▸ **Supplied entries**
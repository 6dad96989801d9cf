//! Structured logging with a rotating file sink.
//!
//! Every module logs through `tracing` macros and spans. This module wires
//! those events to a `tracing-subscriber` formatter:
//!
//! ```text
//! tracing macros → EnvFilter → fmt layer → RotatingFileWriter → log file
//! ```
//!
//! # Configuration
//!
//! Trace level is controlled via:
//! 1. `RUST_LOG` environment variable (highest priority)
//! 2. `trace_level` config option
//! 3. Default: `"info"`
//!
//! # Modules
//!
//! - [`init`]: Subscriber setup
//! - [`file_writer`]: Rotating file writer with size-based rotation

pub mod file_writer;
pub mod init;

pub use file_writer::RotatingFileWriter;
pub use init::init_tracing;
==
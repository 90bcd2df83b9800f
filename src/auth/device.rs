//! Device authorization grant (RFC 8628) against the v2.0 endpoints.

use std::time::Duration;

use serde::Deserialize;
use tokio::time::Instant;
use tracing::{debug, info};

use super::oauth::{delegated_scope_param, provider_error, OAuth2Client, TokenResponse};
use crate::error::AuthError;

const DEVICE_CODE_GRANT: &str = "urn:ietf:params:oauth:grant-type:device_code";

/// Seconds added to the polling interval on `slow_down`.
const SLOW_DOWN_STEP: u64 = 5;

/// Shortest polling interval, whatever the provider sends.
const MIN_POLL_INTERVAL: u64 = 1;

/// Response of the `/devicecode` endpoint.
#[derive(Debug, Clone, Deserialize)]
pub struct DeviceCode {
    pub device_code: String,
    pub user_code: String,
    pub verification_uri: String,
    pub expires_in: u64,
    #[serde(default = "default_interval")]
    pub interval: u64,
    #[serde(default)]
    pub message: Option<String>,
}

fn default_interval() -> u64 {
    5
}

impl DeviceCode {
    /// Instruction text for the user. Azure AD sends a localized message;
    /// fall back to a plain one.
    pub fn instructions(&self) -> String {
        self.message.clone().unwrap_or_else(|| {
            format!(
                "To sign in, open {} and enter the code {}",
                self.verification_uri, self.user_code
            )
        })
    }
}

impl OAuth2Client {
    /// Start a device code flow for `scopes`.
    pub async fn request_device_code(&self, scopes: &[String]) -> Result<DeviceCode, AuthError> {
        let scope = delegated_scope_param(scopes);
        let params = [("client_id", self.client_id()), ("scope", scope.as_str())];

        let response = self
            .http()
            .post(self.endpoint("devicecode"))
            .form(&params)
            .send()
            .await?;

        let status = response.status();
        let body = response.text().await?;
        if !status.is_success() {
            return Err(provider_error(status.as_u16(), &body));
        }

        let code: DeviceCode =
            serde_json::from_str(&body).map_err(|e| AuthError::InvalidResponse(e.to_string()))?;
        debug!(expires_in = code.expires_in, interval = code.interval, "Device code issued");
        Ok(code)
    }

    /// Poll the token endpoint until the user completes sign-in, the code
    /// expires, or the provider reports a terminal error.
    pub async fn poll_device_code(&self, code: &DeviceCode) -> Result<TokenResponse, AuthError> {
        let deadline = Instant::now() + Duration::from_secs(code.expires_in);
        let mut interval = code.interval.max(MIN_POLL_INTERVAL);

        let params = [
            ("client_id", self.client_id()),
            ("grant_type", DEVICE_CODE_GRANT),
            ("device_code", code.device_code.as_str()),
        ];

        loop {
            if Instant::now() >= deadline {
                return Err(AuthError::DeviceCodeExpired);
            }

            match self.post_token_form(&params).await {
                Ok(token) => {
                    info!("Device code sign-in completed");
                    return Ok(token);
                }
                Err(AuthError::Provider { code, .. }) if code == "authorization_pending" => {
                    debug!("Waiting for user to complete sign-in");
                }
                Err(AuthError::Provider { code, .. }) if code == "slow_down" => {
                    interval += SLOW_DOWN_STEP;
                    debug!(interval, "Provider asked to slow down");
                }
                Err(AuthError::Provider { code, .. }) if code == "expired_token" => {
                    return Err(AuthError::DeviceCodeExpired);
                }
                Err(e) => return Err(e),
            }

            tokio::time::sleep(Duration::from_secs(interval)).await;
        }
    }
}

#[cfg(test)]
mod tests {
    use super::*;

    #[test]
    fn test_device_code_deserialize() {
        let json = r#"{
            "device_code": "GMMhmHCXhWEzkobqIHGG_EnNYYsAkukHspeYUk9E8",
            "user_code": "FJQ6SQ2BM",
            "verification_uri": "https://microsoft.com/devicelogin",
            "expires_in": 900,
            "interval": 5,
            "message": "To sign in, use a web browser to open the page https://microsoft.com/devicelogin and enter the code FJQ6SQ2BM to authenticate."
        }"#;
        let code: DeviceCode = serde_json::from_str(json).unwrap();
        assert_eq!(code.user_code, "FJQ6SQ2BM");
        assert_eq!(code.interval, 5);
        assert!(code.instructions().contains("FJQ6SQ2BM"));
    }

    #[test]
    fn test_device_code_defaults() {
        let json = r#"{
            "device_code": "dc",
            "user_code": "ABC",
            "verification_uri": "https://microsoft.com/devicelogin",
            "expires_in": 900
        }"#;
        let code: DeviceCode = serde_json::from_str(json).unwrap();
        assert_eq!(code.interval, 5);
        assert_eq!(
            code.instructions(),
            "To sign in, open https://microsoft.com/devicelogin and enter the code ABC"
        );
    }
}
* * *
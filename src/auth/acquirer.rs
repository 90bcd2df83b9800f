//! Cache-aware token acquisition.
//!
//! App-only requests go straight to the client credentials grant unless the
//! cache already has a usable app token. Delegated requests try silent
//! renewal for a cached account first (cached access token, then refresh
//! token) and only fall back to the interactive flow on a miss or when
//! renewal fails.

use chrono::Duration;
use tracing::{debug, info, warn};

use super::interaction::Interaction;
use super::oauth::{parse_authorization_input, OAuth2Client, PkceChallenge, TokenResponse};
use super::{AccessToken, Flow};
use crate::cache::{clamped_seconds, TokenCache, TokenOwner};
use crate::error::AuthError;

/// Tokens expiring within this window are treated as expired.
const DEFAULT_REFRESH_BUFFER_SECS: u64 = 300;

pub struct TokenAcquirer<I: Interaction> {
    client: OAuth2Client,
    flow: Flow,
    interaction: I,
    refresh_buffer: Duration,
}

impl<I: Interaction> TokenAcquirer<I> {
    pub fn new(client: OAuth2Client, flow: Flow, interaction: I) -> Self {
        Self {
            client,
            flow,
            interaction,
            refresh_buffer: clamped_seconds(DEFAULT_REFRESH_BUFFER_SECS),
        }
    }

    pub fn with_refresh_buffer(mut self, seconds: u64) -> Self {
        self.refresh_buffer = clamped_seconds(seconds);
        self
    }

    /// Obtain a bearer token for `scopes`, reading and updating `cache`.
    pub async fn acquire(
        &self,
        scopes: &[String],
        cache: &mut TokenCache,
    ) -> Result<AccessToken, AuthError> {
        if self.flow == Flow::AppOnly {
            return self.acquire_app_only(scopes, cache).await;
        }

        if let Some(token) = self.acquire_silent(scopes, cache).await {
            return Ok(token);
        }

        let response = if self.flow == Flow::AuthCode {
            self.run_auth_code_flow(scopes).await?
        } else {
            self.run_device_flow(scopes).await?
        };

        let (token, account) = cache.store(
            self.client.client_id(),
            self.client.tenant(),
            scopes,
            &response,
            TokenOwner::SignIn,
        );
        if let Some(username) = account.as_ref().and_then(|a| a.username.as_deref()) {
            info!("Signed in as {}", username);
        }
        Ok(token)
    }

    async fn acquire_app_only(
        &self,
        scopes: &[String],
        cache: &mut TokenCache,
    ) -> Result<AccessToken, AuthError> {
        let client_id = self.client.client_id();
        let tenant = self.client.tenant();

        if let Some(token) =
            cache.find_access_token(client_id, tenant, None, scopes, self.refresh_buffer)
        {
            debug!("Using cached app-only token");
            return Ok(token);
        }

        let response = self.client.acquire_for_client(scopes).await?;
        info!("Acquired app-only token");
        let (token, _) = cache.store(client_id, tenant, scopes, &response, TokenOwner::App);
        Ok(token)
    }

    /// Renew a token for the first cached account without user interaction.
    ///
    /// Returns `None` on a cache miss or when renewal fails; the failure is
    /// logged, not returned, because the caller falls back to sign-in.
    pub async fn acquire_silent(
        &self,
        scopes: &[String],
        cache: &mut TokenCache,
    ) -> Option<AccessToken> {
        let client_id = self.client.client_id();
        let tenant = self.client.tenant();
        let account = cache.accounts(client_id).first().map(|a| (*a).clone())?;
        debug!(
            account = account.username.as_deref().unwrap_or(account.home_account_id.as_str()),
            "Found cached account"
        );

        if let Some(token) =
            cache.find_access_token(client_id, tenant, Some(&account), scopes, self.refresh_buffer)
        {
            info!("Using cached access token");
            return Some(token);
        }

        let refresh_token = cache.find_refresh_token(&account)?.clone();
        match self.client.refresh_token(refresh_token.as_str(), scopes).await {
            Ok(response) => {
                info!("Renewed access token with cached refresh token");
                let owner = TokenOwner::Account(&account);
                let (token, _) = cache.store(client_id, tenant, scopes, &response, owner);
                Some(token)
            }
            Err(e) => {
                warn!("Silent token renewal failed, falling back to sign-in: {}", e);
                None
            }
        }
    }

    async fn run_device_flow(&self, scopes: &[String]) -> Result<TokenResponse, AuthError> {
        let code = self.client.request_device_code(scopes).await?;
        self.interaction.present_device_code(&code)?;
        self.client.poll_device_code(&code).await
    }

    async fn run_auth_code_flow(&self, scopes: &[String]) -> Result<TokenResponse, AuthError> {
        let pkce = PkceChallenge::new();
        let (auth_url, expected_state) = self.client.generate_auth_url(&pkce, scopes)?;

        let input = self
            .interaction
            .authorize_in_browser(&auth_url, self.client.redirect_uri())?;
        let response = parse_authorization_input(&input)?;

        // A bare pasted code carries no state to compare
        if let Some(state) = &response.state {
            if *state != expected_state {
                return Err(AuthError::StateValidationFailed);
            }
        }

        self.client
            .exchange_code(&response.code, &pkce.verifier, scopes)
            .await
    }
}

▸ **Work instructions**
Whenever the word "open" shows up in a line above, copy that line.

▸ **Answer area**
                "To sign in, open {} and enter the code {}",
            "message": "To sign in, use a web browser to open the page https://microsoft.com/devicelogin and enter the code FJQ6SQ2BM to authenticate."
            "To sign in, open https://microsoft.com/devicelogin and enter the code ABC"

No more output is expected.